# 1960 Ferguson TO35 tractor, gasoline



## Larry Clark (May 22, 2019)

I was wondering what type of oil/grease to use in the transmission,pto,rear axle? Any information would be greatly appreciated! I just purchased this tractor and right now it doesn’t appear to have any oil/grease in it!


----------



## pogobill (Jan 31, 2012)

Welcome to the forum. First thing you should get is the Operators Manual for it. It will help with service and maintenance procedures as well as the types of oils required. I think these tractors called for a 80W GL-1 mineral oil, about 8 gallons. A Uuniversal tractor fluid from TSC should be fine. The original spec was Massey ferguson M1103 I believe. Some folks even swear by a good 10w-30 motor oil.
Use a good 10w30 or even a 15w40 in the engine. Could use some *O**2* in the tires as well! If you need some more serious repairs, you may want to invest in a service / repair manual.


----------



## deerhide (Oct 20, 2016)

Drain the old engine and rear end oil out. That engine likely called for 10 weight oil but 10w30 is good... for the rear end you will need to get 2 buckets. Google 'oil for MF 35 rearend' for the specs. If you have a front mounted hydraulic pump for your loader that likely calls for regular hydraulic oil(which I would use in the rearend too). The hydraulic systems operate at a pressure of 25 times or more that of the engine and regular 10w30 engine might foam and get contaminated looking. It will still work though.


----------



## Larry Clark (May 22, 2019)

pogobill said:


> Welcome to the forum. First thing you should get is the Operators Manual for it. It will help with service and maintenance procedures as well as the types of oils required. I think these tractors called for a 80W GL-1 mineral oil, about 8 gallons. A Uuniversal tractor fluid from TSC should be fine. The original spec was Massey ferguson M1103 I believe. Some folks even swear by a good 10w-30 motor oil.
> Use a good 10w30 or even a 15w40 in the engine. Could use some *O**2* in the tires as well! If you need some more serious repairs, you may want to invest in a service / repair manual.
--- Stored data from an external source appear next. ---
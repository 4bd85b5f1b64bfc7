//! End-to-end danger map pipeline.
//!
//! complaints → decode → resolve → filter → overlap counts → rank → report
//!
//! Only fetching the complaint list can fail the run. Malformed records and
//! unroutable paths are dropped individually and reported in
//! [`DangerMapReport::diagnostics`].

use std::time::Instant;

use log::info;

use crate::overlap::OverlapConfig;
use crate::report::DEFAULT_RECENT_LIMIT;
use crate::resolver::DEFAULT_RESOLVE_CONCURRENCY;
use crate::{
    build_report, decode_complaints, filter_paths, rank_by_danger, recent_complaints, resolve_all,
    ComplaintRecord, ComplaintSource, DangerMapError, FilterCriteria, OverlapCounts, ReportRecord,
    ResolvedPath, Result, RouteRegistrar,
};

/// Configuration for a pipeline run.
#[derive(Debug, Clone)]
pub struct EngineConfig {
    /// Overlap tolerance settings.
    pub overlap: OverlapConfig,
    /// Maximum routing calls in flight. Default: 8
    pub resolve_concurrency: usize,
    /// Length of the recent complaint list. Default: 10
    pub recent_limit: usize,
}

impl Default for EngineConfig {
    fn default() -> Self {
        Self {
            overlap: OverlapConfig::default(),
            resolve_concurrency: DEFAULT_RESOLVE_CONCURRENCY,
            recent_limit: DEFAULT_RECENT_LIMIT,
        }
    }
}

/// Result of a pipeline run.
#[derive(Debug, Default)]
pub struct DangerMapReport {
    /// Report records in draw order (ascending danger).
    pub records: Vec<ReportRecord>,
    /// The filtered paths in the same order, for drawing.
    pub paths: Vec<ResolvedPath>,
    /// Overlap counts over the filtered paths.
    pub overlap_counts: OverlapCounts,
    /// First few filtered complaints in source order.
    pub recent: Vec<ResolvedPath>,
    /// Records that were dropped, one error each.
    pub diagnostics: Vec<DangerMapError>,
}

/// Filter, count overlaps, rank, and build the report for resolved paths.
pub fn analyze_paths(
    resolved: &[ResolvedPath],
    criteria: &FilterCriteria,
    config: &EngineConfig,
) -> DangerMapReport {
    let filtered = filter_paths(resolved, criteria);

    #[cfg(feature = "parallel")]
    let overlap_counts = crate::overlap::count_overlaps_parallel(&filtered, &config.overlap);
    #[cfg(not(feature = "parallel"))]
    let overlap_counts = crate::overlap::count_overlaps_indexed(&filtered, &config.overlap);

    let paths = rank_by_danger(&filtered);
    let records = build_report(&paths, &overlap_counts);

    DangerMapReport {
        records,
        paths,
        overlap_counts,
        recent: recent_complaints(resolved, criteria, config.recent_limit),
        diagnostics: Vec::new(),
    }
}

/// Pipeline bound to a complaint store and a routing service.
pub struct DangerMapEngine<S, R> {
    source: S,
    registrar: R,
    config: EngineConfig,
}

impl<S, R> DangerMapEngine<S, R>
where
    S: ComplaintSource,
    R: RouteRegistrar,
{
    pub fn new(source: S, registrar: R) -> Self {
        Self::with_config(source, registrar, EngineConfig::default())
    }

    pub fn with_config(source: S, registrar: R, config: EngineConfig) -> Self {
        Self { source, registrar, config }
    }

    pub fn config(&self) -> &EngineConfig {
        &self.config
    }

    /// Fetch complaints from the store and run the full pipeline.
    ///
    /// # Errors
    ///
    /// Returns an error only if the complaint list cannot be fetched.
    pub async fn run(&self, criteria: &FilterCriteria) -> Result<DangerMapReport> {
        let records = self.source.list_complaints().await?;
        Ok(self.run_records(records, criteria).await)
    }

    /// Run the pipeline over complaint records that were already fetched.
    pub async fn run_records(
        &self,
        records: Vec<ComplaintRecord>,
        criteria: &FilterCriteria,
    ) -> DangerMapReport {
        let start = Instant::now();
        let total = records.len();

        let (paths, mut diagnostics) = decode_complaints(records);
        let outcome = resolve_all(paths, &self.registrar, self.config.resolve_concurrency).await;
        diagnostics.extend(outcome.failures);

        let mut report = analyze_paths(&outcome.resolved, criteria, &self.config);
        report.diagnostics = diagnostics;

        info!(
            "[Pipeline] {} complaints -> {} resolved, {} shown, {} overlapping pairs, {} dropped in {}ms",
            total,
            outcome.resolved.len(),
            report.records.len(),
            report.overlap_counts.overlapping_pairs(),
            report.diagnostics.len(),
            start.elapsed().as_millis()
        );

        report
    }
}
I really appreciate you taking the time to reply, and yes I have a repair manual ordered. Thanks


----------



## Larry Clark (May 22, 2019)

deerhide said:


> Drain the old engine and rear end oil out. That engine likely called for 10 weight oil but 10w30 is good... for the rear end you will need to get 2 buckets. Google 'oil for MF 35 rearend' for the specs. If you have a front mounted hydraulic pump for your loader that likely calls for regular hydraulic oil(which I would use in the rearend too). The hydraulic systems operate at a pressure of 25 times or more that of the engine and regular 10w30 engine might foam and get contaminated looking. It will still work though.


Thanks, appreciate your input.


----------